Repeat the entries exactly as they stand.
━━ Data under study
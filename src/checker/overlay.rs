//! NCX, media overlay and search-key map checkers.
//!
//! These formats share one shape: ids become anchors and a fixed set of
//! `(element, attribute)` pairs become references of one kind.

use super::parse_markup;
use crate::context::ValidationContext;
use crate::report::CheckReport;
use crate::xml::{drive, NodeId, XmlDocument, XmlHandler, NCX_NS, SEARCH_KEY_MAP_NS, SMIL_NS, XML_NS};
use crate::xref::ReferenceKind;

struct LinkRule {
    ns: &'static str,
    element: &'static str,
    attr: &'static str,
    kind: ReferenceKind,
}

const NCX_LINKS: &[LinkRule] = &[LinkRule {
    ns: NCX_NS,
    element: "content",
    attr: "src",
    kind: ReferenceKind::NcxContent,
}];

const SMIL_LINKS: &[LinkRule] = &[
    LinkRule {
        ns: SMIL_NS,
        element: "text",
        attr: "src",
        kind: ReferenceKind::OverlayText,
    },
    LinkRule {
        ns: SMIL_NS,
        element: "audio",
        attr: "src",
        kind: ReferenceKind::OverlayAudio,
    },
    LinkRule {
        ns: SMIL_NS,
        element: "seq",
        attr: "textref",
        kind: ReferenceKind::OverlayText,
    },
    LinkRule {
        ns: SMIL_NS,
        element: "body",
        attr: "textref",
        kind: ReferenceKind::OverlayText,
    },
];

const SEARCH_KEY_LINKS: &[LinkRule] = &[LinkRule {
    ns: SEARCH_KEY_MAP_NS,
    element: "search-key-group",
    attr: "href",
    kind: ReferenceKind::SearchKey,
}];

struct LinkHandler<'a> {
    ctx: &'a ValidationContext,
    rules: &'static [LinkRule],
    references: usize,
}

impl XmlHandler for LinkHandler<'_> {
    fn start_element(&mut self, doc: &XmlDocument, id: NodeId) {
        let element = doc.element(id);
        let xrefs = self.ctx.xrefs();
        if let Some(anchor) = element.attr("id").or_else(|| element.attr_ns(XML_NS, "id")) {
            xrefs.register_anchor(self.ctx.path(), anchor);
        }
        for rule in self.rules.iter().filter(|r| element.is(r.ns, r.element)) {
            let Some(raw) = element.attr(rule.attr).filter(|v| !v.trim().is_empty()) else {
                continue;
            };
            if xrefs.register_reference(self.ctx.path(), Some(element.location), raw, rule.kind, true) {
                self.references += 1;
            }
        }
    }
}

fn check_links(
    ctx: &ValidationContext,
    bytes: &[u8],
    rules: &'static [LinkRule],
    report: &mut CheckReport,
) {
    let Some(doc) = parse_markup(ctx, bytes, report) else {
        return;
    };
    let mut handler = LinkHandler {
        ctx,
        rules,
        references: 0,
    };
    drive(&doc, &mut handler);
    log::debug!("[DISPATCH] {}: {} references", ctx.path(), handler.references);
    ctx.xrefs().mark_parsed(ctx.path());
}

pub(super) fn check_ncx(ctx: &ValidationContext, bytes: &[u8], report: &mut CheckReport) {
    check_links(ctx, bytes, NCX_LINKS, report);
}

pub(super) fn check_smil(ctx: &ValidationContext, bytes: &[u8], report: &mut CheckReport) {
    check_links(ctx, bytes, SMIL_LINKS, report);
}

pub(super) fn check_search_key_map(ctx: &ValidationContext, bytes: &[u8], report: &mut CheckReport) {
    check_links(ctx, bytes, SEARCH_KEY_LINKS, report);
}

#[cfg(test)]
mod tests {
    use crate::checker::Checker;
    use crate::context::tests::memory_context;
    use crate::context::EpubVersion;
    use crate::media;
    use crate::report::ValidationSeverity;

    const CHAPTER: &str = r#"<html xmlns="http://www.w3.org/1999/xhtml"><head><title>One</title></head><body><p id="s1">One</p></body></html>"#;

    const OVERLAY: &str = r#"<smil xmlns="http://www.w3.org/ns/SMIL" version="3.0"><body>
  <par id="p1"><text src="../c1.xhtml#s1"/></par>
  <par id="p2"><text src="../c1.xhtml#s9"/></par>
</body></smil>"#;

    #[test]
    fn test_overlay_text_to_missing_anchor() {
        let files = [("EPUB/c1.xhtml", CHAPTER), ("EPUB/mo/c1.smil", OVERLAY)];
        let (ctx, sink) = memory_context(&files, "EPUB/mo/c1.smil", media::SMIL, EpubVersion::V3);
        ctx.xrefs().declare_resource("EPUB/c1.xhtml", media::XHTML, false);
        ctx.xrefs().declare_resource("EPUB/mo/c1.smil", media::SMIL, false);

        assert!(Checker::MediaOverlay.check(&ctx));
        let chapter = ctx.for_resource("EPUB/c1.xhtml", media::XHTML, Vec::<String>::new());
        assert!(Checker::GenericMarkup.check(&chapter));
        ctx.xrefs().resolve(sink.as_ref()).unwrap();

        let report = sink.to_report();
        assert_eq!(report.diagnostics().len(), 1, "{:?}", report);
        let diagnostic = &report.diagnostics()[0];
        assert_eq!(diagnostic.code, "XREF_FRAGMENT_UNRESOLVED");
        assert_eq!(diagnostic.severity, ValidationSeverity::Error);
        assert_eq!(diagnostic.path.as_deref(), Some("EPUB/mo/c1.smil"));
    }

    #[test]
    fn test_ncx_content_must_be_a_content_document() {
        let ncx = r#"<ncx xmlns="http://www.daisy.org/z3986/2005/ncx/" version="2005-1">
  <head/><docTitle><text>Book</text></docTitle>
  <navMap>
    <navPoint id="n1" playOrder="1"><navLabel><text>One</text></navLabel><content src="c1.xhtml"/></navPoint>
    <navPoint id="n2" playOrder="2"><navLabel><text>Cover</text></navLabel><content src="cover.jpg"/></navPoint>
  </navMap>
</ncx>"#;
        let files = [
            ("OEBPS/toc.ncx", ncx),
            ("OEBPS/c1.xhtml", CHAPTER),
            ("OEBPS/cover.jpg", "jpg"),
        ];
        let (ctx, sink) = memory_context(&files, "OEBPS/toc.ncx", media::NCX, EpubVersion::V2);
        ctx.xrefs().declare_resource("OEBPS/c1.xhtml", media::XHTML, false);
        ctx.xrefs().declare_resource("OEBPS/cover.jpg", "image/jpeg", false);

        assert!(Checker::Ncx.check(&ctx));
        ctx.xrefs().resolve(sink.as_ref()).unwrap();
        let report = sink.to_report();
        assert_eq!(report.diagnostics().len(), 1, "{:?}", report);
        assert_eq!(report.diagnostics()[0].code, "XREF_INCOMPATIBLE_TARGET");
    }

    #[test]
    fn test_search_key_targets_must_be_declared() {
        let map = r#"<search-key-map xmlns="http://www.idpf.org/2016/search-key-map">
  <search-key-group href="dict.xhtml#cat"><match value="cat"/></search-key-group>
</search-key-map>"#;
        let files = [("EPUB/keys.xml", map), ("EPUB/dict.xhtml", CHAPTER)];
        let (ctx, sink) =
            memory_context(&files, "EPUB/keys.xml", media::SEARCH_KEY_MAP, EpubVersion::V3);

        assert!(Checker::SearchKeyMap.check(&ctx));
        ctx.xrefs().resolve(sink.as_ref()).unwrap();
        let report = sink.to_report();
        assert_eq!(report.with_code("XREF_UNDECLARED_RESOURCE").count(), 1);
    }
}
━━━━
Result:
filename src/checker/overlay.rs
//! NCX, media overlay and search-key map checkers.
//!
//! These formats share one shape: ids become anchors and a fixed set of
//! `(element, attribute)` pairs become references of one kind.

use super::parse_markup;
use crate::context::ValidationContext;
use crate::report::CheckReport;
use crate::xml::{drive, NodeId, XmlDocument, XmlHandler, NCX_NS, SEARCH_KEY_MAP_NS, SMIL_NS, XML_NS};
use crate::xref::ReferenceKind;

struct LinkRule {
    ns: &'static str,
    element: &'static str,
    attr: &'static str,
    kind: ReferenceKind,
}

const NCX_LINKS: &[LinkRule] = &[LinkRule {
    ns: NCX_NS,
    element: "content",
    attr: "src",
    kind: ReferenceKind::NcxContent,
}];

const SMIL_LINKS: &[LinkRule] = &[
    LinkRule {
        ns: SMIL_NS,
        element: "text",
        attr: "src",
        kind: ReferenceKind::OverlayText,
    },
    LinkRule {
        ns: SMIL_NS,
        element: "audio",
        attr: "src",
        kind: ReferenceKind::OverlayAudio,
    },
    LinkRule {
        ns: SMIL_NS,
        element: "seq",
        attr: "textref",
        kind: ReferenceKind::OverlayText,
    },
    LinkRule {
        ns: SMIL_NS,
        element: "body",
        attr: "textref",
        kind: ReferenceKind::OverlayText,
    },
];

const SEARCH_KEY_LINKS: &[LinkRule] = &[LinkRule {
    ns: SEARCH_KEY_MAP_NS,
    element: "search-key-group",
    attr: "href",
    kind: ReferenceKind::SearchKey,
}];

struct LinkHandler<'a> {
    ctx: &'a ValidationContext,
    rules: &'static [LinkRule],
    references: usize,
}

impl XmlHandler for LinkHandler<'_> {
    fn start_element(&mut self, doc: &XmlDocument, id: NodeId) {
        let element = doc.element(id);
        let xrefs = self.ctx.xrefs();
        if let Some(anchor) = element.attr("id").or_else(|| element.attr_ns(XML_NS, "id")) {
            xrefs.register_anchor(self.ctx.path(), anchor);
        }
        for rule in self.rules.iter().filter(|r| element.is(r.ns, r.element)) {
            let Some(raw) = element.attr(rule.attr).filter(|v| !v.trim().is_empty()) else {
                continue;
            };
            if xrefs.register_reference(self.ctx.path(), Some(element.location), raw, rule.kind, true) {
                self.references += 1;
            }
        }
    }
}

fn check_links(
    ctx: &ValidationContext,
    bytes: &[u8],
    rules: &'static [LinkRule],
    report: &mut CheckReport,
) {
    let Some(doc) = parse_markup(ctx, bytes, report) else {
        return;
    };
    let mut handler = LinkHandler {
        ctx,
        rules,
        references: 0,
    };
    drive(&doc, &mut handler);
    log::debug!("[DISPATCH] {}: {} references", ctx.path(), handler.references);
    ctx.xrefs().mark_parsed(ctx.path());
}

pub(super) fn check_ncx(ctx: &ValidationContext, bytes: &[u8], report: &mut CheckReport) {
    check_links(ctx, bytes, NCX_LINKS, report);
}

pub(super) fn check_smil(ctx: &ValidationContext, bytes: &[u8], report: &mut CheckReport) {
    check_links(ctx, bytes, SMIL_LINKS, report);
}

pub(super) fn check_search_key_map(ctx: &ValidationContext, bytes: &[u8], report: &mut CheckReport) {
    check_links(ctx, bytes, SEARCH_KEY_LINKS, report);
}

#[cfg(test)]
mod tests {
    use crate::checker::Checker;
    use crate::context::tests::memory_context;
    use crate::context::EpubVersion;
    use crate::media;
    use crate::report::ValidationSeverity;

    const CHAPTER: &str = r#"<html xmlns="http://www.w3.org/1999/xhtml"><head><title>One</title></head><body><p id="s1">One</p></body></html>"#;

    const OVERLAY: &str = r#"<smil xmlns="http://www.w3.org/ns/SMIL" version="3.0"><body>
  <par id="p1"><text src="../c1.xhtml#s1"/></par>
  <par id="p2"><text src="../c1.xhtml#s9"/></par>
</body></smil>"#;

    #[test]
    fn test_overlay_text_to_missing_anchor() {
        let files = [("EPUB/c1.xhtml", CHAPTER), ("EPUB/mo/c1.smil", OVERLAY)];
        let (ctx, sink) = memory_context(&files, "EPUB/mo/c1.smil", media::SMIL, EpubVersion::V3);
        ctx.xrefs().declare_resource("EPUB/c1.xhtml", media::XHTML, false);
        ctx.xrefs().declare_resource("EPUB/mo/c1.smil", media::SMIL, false);

        assert!(Checker::MediaOverlay.check(&ctx));
        let chapter = ctx.for_resource("EPUB/c1.xhtml", media::XHTML, Vec::<String>::new());
        assert!(Checker::GenericMarkup.check(&chapter));
        ctx.xrefs().resolve(sink.as_ref()).unwrap();

        let report = sink.to_report();
        assert_eq!(report.diagnostics().len(), 1, "{:?}", report);
        let diagnostic = &report.diagnostics()[0];
        assert_eq!(diagnostic.code, "XREF_FRAGMENT_UNRESOLVED");
        assert_eq!(diagnostic.severity, ValidationSeverity::Error);
        assert_eq!(diagnostic.path.as_deref(), Some("EPUB/mo/c1.smil"));
    }

    #[test]
    fn test_ncx_content_must_be_a_content_document() {
        let ncx = r#"<ncx xmlns="http://www.daisy.org/z3986/2005/ncx/" version="2005-1">
  <head/><docTitle><text>Book</text></docTitle>
  <navMap>
    <navPoint id="n1" playOrder="1"><navLabel><text>One</text></navLabel><content src="c1.xhtml"/></navPoint>
    <navPoint id="n2" playOrder="2"><navLabel><text>Cover</text></navLabel><content src="cover.jpg"/></navPoint>
  </navMap>
</ncx>"#;
        let files = [
            ("OEBPS/toc.ncx", ncx),
            ("OEBPS/c1.xhtml", CHAPTER),
            ("OEBPS/cover.jpg", "jpg"),
        ];
        let (ctx, sink) = memory_context(&files, "OEBPS/toc.ncx", media::NCX, EpubVersion::V2);
        ctx.xrefs().declare_resource("OEBPS/c1.xhtml", media::XHTML, false);
        ctx.xrefs().declare_resource("OEBPS/cover.jpg", "image/jpeg", false);

        assert!(Checker::Ncx.check(&ctx));
        ctx.xrefs().resolve(sink.as_ref()).unwrap();
        let report = sink.to_report();
        assert_eq!(report.diagnostics().len(), 1, "{:?}", report);
        assert_eq!(report.diagnostics()[0].code, "XREF_INCOMPATIBLE_TARGET");
    }

    #[test]
    fn test_search_key_targets_must_be_declared() {
        let map = r#"<search-key-map xmlns="http://www.idpf.org/2016/search-key-map">
  <search-key-group href="dict.xhtml#cat"><match value="cat"/></search-key-group>
</search-key-map>"#;
        let files = [("EPUB/keys.xml", map), ("EPUB/dict.xhtml", CHAPTER)];
        let (ctx, sink) =
            memory_context(&files, "EPUB/keys.xml", media::SEARCH_KEY_MAP, EpubVersion::V3);

        assert!(Checker::SearchKeyMap.check(&ctx));
        ctx.xrefs().resolve(sink.as_ref()).unwrap();
        let report = sink.to_report();
        assert_eq!(report.with_code("XREF_UNDECLARED_RESOURCE").count(), 1);
    }
}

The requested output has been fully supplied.